I work in the oil fields of North Dakota. Daily, I encounter men of all ages and races. These men are tired and overworked but always open a door and say hi. Most of the time, all they want is someone to talk with or sit down and drink a cup of coffee.

My coworker Josh said it isn’t the oil, it’s the lack of family values and no activities for the men to do. Men are working 80 to 110 hours a week, and we have limited laundry facilities here. We expanded overnight and have large stretch marks.

Recent coverage in the Star Tribune does nothing to help us progress to gain employees (“Oil boom putting pressure on women,” June 3). Companies do extensive background checks.

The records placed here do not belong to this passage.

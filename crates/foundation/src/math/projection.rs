use super::Vec2;

/// Maps geographic coordinates (degrees) onto a planar map surface (pixels).
///
/// The live map widget owns the real projection; cubes only need a pure
/// function from `(lon, lat)` to map-surface coordinates.
pub trait MapProjection {
    fn project(&self, lon_deg: f64, lat_deg: f64) -> Vec2;
}

/// Spherical Web Mercator fitted into a square viewport.
///
/// Output is in viewport pixels with `(0, 0)` at the top-left corner and the
/// configured center at `(size / 2, size / 2)`; `y` grows southwards.
#[derive(Debug, Copy, Clone, PartialEq)]
pub struct WebMercator {
    pub center_lon: f64,
    pub center_lat: f64,
    pub zoom: f64,
    pub viewport_px: f64,
}

/// Latitude bound where Web Mercator is conventionally clipped.
pub const MERCATOR_MAX_LAT: f64 = 85.051_128_779_806_59;

const TILE_PX: f64 = 256.0;

impl WebMercator {
    pub fn new(center_lon: f64, center_lat: f64, zoom: f64, viewport_px: f64) -> Self {
        Self {
            center_lon,
            center_lat,
            zoom,
            viewport_px,
        }
    }

    fn world_px(&self, lon_deg: f64, lat_deg: f64) -> Vec2 {
        let world = TILE_PX * 2f64.powf(self.zoom);
        let lat = lat_deg.clamp(-MERCATOR_MAX_LAT, MERCATOR_MAX_LAT).to_radians();
        let x = (lon_deg + 180.0) / 360.0 * world;
        let y = (1.0 - (lat.tan() + 1.0 / lat.cos()).ln() / std::f64::consts::PI) / 2.0 * world;
        Vec2::new(x, y)
    }
}

impl MapProjection for WebMercator {
    fn project(&self, lon_deg: f64, lat_deg: f64) -> Vec2 {
        let p = self.world_px(lon_deg, lat_deg);
        let c = self.world_px(self.center_lon, self.center_lat);
        let half = self.viewport_px / 2.0;
        Vec2::new(p.x - c.x + half, p.y - c.y + half)
    }
}

#[cfg(test)]
mod tests {
    use super::{MapProjection, WebMercator};

    fn assert_close(a: f64, b: f64, eps: f64) {
        let diff = (a - b).abs();
        assert!(diff <= eps, "expected {a} ~= {b} (diff {diff})");
    }

    #[test]
    fn center_lands_mid_viewport() {
        let proj = WebMercator::new(13.4, 52.5, 4.0, 500.0);
        let p = proj.project(13.4, 52.5);
        assert_close(p.x, 250.0, 1e-9);
        assert_close(p.y, 250.0, 1e-9);
    }

    #[test]
    fn east_and_north_map_to_right_and_up() {
        let proj = WebMercator::new(0.0, 0.0, 2.0, 500.0);
        let east = proj.project(10.0, 0.0);
        let north = proj.project(0.0, 10.0);
        assert!(east.x > 250.0);
        assert_close(east.y, 250.0, 1e-9);
        assert!(north.y < 250.0);
    }

    #[test]
    fn poles_are_clamped_to_finite_values() {
        let proj = WebMercator::new(0.0, 0.0, 1.0, 256.0);
        let p = proj.project(0.0, 90.0);
        assert!(p.y.is_finite());
    }
}
//! Typed ingestion of spreadsheet-style rows.
//!
//! Key properties:
//! - Input is a JSON array of flat objects (or `{"rows": [...]}`) whose cells
//!   are strings, numbers or null, the way a sheet export delivers them.
//! - `target_nodes` and `label` are delimited lists (`,` `;` or `|`).
//! - Empty coordinates load as NaN; the geo cube skips such records.
//! - Row order is preserved; duplicate ids are rejected.

use std::collections::HashSet;
use std::path::Path;

use chrono::{NaiveDate, NaiveDateTime};
use data::{CATEGORY_COUNT, Record, RecordId};
use serde_json::{Map, Value};
use tracing::{debug, info};

const LIST_DELIMITERS: [char; 3] = [',', ';', '|'];

const DATE_TIME_FORMATS: [&str; 3] = ["%Y-%m-%d %H:%M:%S", "%Y-%m-%dT%H:%M:%S", "%Y-%m-%d %H:%M"];
const DATE_FORMATS: [&str; 3] = ["%Y-%m-%d", "%d/%m/%Y", "%Y/%m/%d"];

#[derive(Debug)]
pub enum DatasetError {
    Io(std::io::Error),
    Json(serde_json::Error),
    NotARowList,
    MissingField { row: usize, field: &'static str },
    InvalidDate { row: usize, value: String },
    InvalidNumber { row: usize, field: &'static str, value: String },
    InvalidId { row: usize, value: String },
    DuplicateId { row: usize, id: RecordId },
}

impl std::fmt::Display for DatasetError {
    fn fmt(&self, f: &mut std::fmt::Formatter<'_>) -> std::fmt::Result {
        match self {
            DatasetError::Io(e) => write!(f, "io error: {e}"),
            DatasetError::Json(e) => write!(f, "json error: {e}"),
            DatasetError::NotARowList => write!(f, "expected an array of rows"),
            DatasetError::MissingField { row, field } => {
                write!(f, "row {row}: missing {field}")
            }
            DatasetError::InvalidDate { row, value } => {
                write!(f, "row {row}: invalid date_time {value:?}")
            }
            DatasetError::InvalidNumber { row, field, value } => {
                write!(f, "row {row}: invalid {field} {value:?}")
            }
            DatasetError::InvalidId { row, value } => write!(f, "row {row}: invalid id {value:?}"),
            DatasetError::DuplicateId { row, id } => write!(f, "row {row}: duplicate id {id}"),
        }
    }
}

impl std::error::Error for DatasetError {}

#[derive(Debug, Clone, PartialEq)]
pub struct Dataset {
    pub records: Vec<Record>,
}

impl Dataset {
    pub fn load(path: impl AsRef<Path>) -> Result<Self, DatasetError> {
        let text = std::fs::read_to_string(path).map_err(DatasetError::Io)?;
        Self::from_json_str(&text)
    }

    pub fn from_json_str(payload: &str) -> Result<Self, DatasetError> {
        let value: Value = serde_json::from_str(payload).map_err(DatasetError::Json)?;
        Self::from_json_value(&value)
    }

    pub fn from_json_value(value: &Value) -> Result<Self, DatasetError> {
        let rows = match value {
            Value::Array(rows) => rows,
            Value::Object(obj) => obj
                .get("rows")
                .and_then(Value::as_array)
                .ok_or(DatasetError::NotARowList)?,
            _ => return Err(DatasetError::NotARowList),
        };

        let mut seen = HashSet::with_capacity(rows.len());
        let mut records = Vec::with_capacity(rows.len());
        let mut unlocated = 0usize;
        for (row, cells) in rows.iter().enumerate() {
            let cells = cells.as_object().ok_or(DatasetError::NotARowList)?;
            let record = parse_row(row, cells)?;
            if !seen.insert(record.id) {
                return Err(DatasetError::DuplicateId { row, id: record.id });
            }
            if !(record.longitude.is_finite() && record.latitude.is_finite()) {
                unlocated += 1;
            }
            records.push(record);
        }
        if unlocated > 0 {
            debug!(unlocated, "rows without coordinates");
        }
        info!(rows = records.len(), "dataset parsed");
        Ok(Self { records })
    }

    pub fn len(&self) -> usize {
        self.records.len()
    }

    pub fn is_empty(&self) -> bool {
        self.records.is_empty()
    }

    pub fn into_records(self) -> Vec<Record> {
        self.records
    }
}

fn parse_row(row: usize, cells: &Map<String, Value>) -> Result<Record, DatasetError> {
    let id_text = cell_text(cells, "id").ok_or(DatasetError::MissingField { row, field: "id" })?;
    let id = parse_id(&id_text).ok_or(DatasetError::InvalidId { row, value: id_text })?;

    let date_text = cell_text(cells, "date_time").ok_or(DatasetError::MissingField {
        row,
        field: "date_time",
    })?;
    let date_time = parse_date_time(&date_text).ok_or(DatasetError::InvalidDate {
        row,
        value: date_text,
    })?;

    let mut record = Record::new(id, date_time)
        .with_location(
            parse_coordinate(row, cells, "longitude")?,
            parse_coordinate(row, cells, "latitude")?,
        )
        .with_targets(parse_targets(row, cells)?)
        .with_labels(split_list(&cell_text(cells, "label").unwrap_or_default()));

    for n in 1..=CATEGORY_COUNT {
        let key = format!("category_{n}");
        if let Some(value) = cell_text(cells, &key) {
            record.set_category(n, value);
        }
    }
    Ok(record)
}

/// Cell contents as trimmed text; `None` for absent, null or blank cells.
fn cell_text(cells: &Map<String, Value>, key: &str) -> Option<String> {
    let text = match cells.get(key)? {
        Value::String(s) => s.trim().to_string(),
        Value::Number(n) => n.to_string(),
        Value::Bool(b) => b.to_string(),
        _ => return None,
    };
    (!text.is_empty()).then_some(text)
}

/// Accepts `"12"` and integral floats such as `"12.0"` (sheet exports do that).
fn parse_id(text: &str) -> Option<RecordId> {
    if let Ok(id) = text.parse::<u32>() {
        return Some(RecordId(id));
    }
    let f = text.parse::<f64>().ok()?;
    (f.fract() == 0.0 && f >= 0.0 && f <= u32::MAX as f64).then(|| RecordId(f as u32))
}

pub fn parse_date_time(text: &str) -> Option<NaiveDateTime> {
    let text = text.trim();
    for format in DATE_TIME_FORMATS {
        if let Ok(dt) = NaiveDateTime::parse_from_str(text, format) {
            return Some(dt);
        }
    }
    for format in DATE_FORMATS {
        if let Ok(d) = NaiveDate::parse_from_str(text, format) {
            return d.and_hms_opt(0, 0, 0);
        }
    }
    // Bare year.
    if text.len() == 4 {
        let year = text.parse::<i32>().ok()?;
        return NaiveDate::from_ymd_opt(year, 1, 1).and_then(|d| d.and_hms_opt(0, 0, 0));
    }
    None
}

fn parse_coordinate(
    row: usize,
    cells: &Map<String, Value>,
    field: &'static str,
) -> Result<f64, DatasetError> {
    let Some(text) = cell_text(cells, field) else {
        return Ok(f64::NAN);
    };
    text.parse::<f64>()
        .ok()
        .filter(|v| v.is_finite())
        .ok_or(DatasetError::InvalidNumber {
            row,
            field,
            value: text,
        })
}

fn parse_targets(row: usize, cells: &Map<String, Value>) -> Result<Vec<RecordId>, DatasetError> {
    let raw = match cells.get("target_nodes") {
        Some(Value::Array(items)) => items
            .iter()
            .filter_map(|v| match v {
                Value::String(s) => Some(s.trim().to_string()),
                Value::Number(n) => Some(n.to_string()),
                _ => None,
            })
            .collect(),
        _ => split_list(&cell_text(cells, "target_nodes").unwrap_or_default()),
    };
    raw.into_iter()
        .map(|token| parse_id(&token).ok_or(DatasetError::InvalidId { row, value: token }))
        .collect()
}

fn split_list(text: &str) -> Vec<String> {
    text.split(LIST_DELIMITERS)
        .map(str::trim)
        .filter(|s| !s.is_empty())
        .map(str::to_string)
        .collect()
}
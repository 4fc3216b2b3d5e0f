#[derive(Debug, Copy, Clone, PartialEq, Eq)]
pub struct Visibility {
    pub visible: bool,
}

impl Visibility {
    pub fn visible() -> Self {
        Self { visible: true }
    }

    pub fn hidden() -> Self {
        Self { visible: false }
    }

    pub fn from_bool(visible: bool) -> Self {
        Self { visible }
    }
}

impl Default for Visibility {
    fn default() -> Self {
        Self::visible()
    }
}
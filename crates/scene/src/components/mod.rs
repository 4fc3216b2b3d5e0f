pub mod material;
pub mod overlay;
pub mod shape;
pub mod transform;
pub mod visibility;

pub use material::*;
pub use overlay::*;
pub use shape::*;
pub use transform::*;
pub use visibility::*;
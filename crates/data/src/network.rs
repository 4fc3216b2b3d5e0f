//! Degree annotation over the full, unfiltered record set.

use std::collections::HashMap;

use tracing::debug;

use crate::record::{NetworkStats, Record, RecordId};

/// Size of one degree pass.
#[derive(Debug, Copy, Clone, PartialEq, Eq)]
pub struct DegreeScan {
    pub nodes: usize,
    /// Listed targets, duplicates and dangling ids included.
    pub edges: usize,
    /// Ordered record pairs visited; grows with `nodes^2`.
    pub pairs: usize,
}

/// Annotates every record with in/out/overall degree, incoming neighbours and
/// `target_by` back-references.
///
/// Semantics:
/// - `degree_out` is `target_nodes.len()` (duplicates count).
/// - `degree_in` counts distinct records whose `target_nodes` contain this id;
///   a record listing itself counts toward its own in-degree.
/// - `target_by` lists sources whose first `links_per_node` targets include
///   this record, in source order.
///
/// Previous annotations are discarded. The pairwise scan is O(n^2).
pub fn add_network_degree_to_nodes(records: &mut [Record], links_per_node: usize) -> DegreeScan {
    let index: HashMap<RecordId, usize> = records
        .iter()
        .enumerate()
        .map(|(i, r)| (r.id, i))
        .collect();

    let mut stats: Vec<NetworkStats> = vec![NetworkStats::default(); records.len()];

    for (si, source) in records.iter().enumerate() {
        for target in records.iter() {
            if target.target_nodes.contains(&source.id) {
                stats[si].degree_in += 1;
                stats[si].incoming_nodes.insert(target.id);
            }
        }
        stats[si].degree_out = source.target_nodes.len() as u32;
        stats[si].degree_overall = stats[si].degree_in + stats[si].degree_out;
    }

    for source in records.iter() {
        for target in source.target_nodes.iter().take(links_per_node) {
            if let Some(&ti) = index.get(target) {
                stats[ti].target_by.push(source.id);
            }
        }
    }

    for (record, s) in records.iter_mut().zip(stats) {
        record.network = s;
    }

    let scan = DegreeScan {
        nodes: records.len(),
        edges: records.iter().map(|r| r.target_nodes.len()).sum(),
        pairs: records.len() * records.len(),
    };
    debug!(
        nodes = scan.nodes,
        edges = scan.edges,
        pairs = scan.pairs,
        "quadratic degree scan finished"
    );
    scan
}

#[cfg(test)]
mod tests {
    use super::{DegreeScan, add_network_degree_to_nodes};
    use crate::record::{Record, RecordId};
    use chrono::NaiveDate;
    use std::collections::BTreeSet;

    fn rec(id: u32, targets: &[u32]) -> Record {
        let at = NaiveDate::from_ymd_opt(1940, 1, 1)
            .and_then(|d| d.and_hms_opt(0, 0, 0))
            .expect("valid date");
        Record::new(RecordId(id), at).with_targets(targets.iter().copied().map(RecordId))
    }

    #[test]
    fn overall_is_in_plus_out() {
        let mut records = vec![rec(1, &[2, 3]), rec(2, &[3]), rec(3, &[1]), rec(4, &[])];
        add_network_degree_to_nodes(&mut records, 10);

        for r in &records {
            assert_eq!(
                r.network.degree_overall,
                r.network.degree_in + r.network.degree_out
            );
        }
        assert_eq!(records[2].network.degree_in, 2);
        assert_eq!(
            records[2].network.incoming_nodes,
            BTreeSet::from([RecordId(1), RecordId(2)])
        );
        assert_eq!(records[0].network.degree_out, 2);
        assert_eq!(records[3].network.degree_overall, 0);
    }

    #[test]
    fn target_by_respects_links_per_node() {
        let mut records = vec![rec(1, &[2, 3]), rec(2, &[]), rec(3, &[])];
        add_network_degree_to_nodes(&mut records, 1);
        assert_eq!(records[1].network.target_by, vec![RecordId(1)]);
        assert!(records[2].network.target_by.is_empty());
        // Degrees still see every edge.
        assert_eq!(records[2].network.degree_in, 1);
    }

    #[test]
    fn self_links_and_duplicates() {
        let mut records = vec![rec(1, &[1, 2, 2]), rec(2, &[])];
        add_network_degree_to_nodes(&mut records, 10);
        assert_eq!(records[0].network.degree_in, 1);
        assert_eq!(records[0].network.degree_out, 3);
        assert_eq!(records[1].network.degree_in, 1);
    }

    #[test]
    fn dangling_targets_are_ignored_for_back_references() {
        let mut records = vec![rec(1, &[99])];
        add_network_degree_to_nodes(&mut records, 10);
        assert_eq!(records[0].network.degree_out, 1);
        assert_eq!(records[0].network.degree_in, 0);
    }

    #[test]
    fn rerunning_does_not_accumulate() {
        let mut records = vec![rec(1, &[2]), rec(2, &[1])];
        add_network_degree_to_nodes(&mut records, 10);
        add_network_degree_to_nodes(&mut records, 10);
        assert_eq!(records[0].network.degree_in, 1);
        assert_eq!(records[0].network.target_by, vec![RecordId(2)]);
    }

    #[test]
    fn scan_reports_quadratic_pair_count() {
        let mut records = vec![rec(1, &[2, 2, 9]), rec(2, &[1]), rec(3, &[])];
        let scan = add_network_degree_to_nodes(&mut records, 10);
        assert_eq!(
            scan,
            DegreeScan {
                nodes: 3,
                edges: 4,
                pairs: 9,
            }
        );
    }
}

Most companies provide housing.

The towns and companies are working to help with the issues. I would say the statement that North Dakota’s oil boom puts pressure on women is a joke. Baker Hughes has family housing. My son’s company is working with other oil companies to help donate to schools and recreation.

When my car broke down late at night, it was the guys from Key Energy of Minot who made sure I got home safely. These men have families and children.

Our communities get together to have meetings on the fast progress and what we need to do to make life better. Why did the Star Tribune focus on bars and strip clubs?

There are five women who work with me, and we all thought this article was pointless. I feel safer in the Bakken than near the old Sears building in Minneapolis.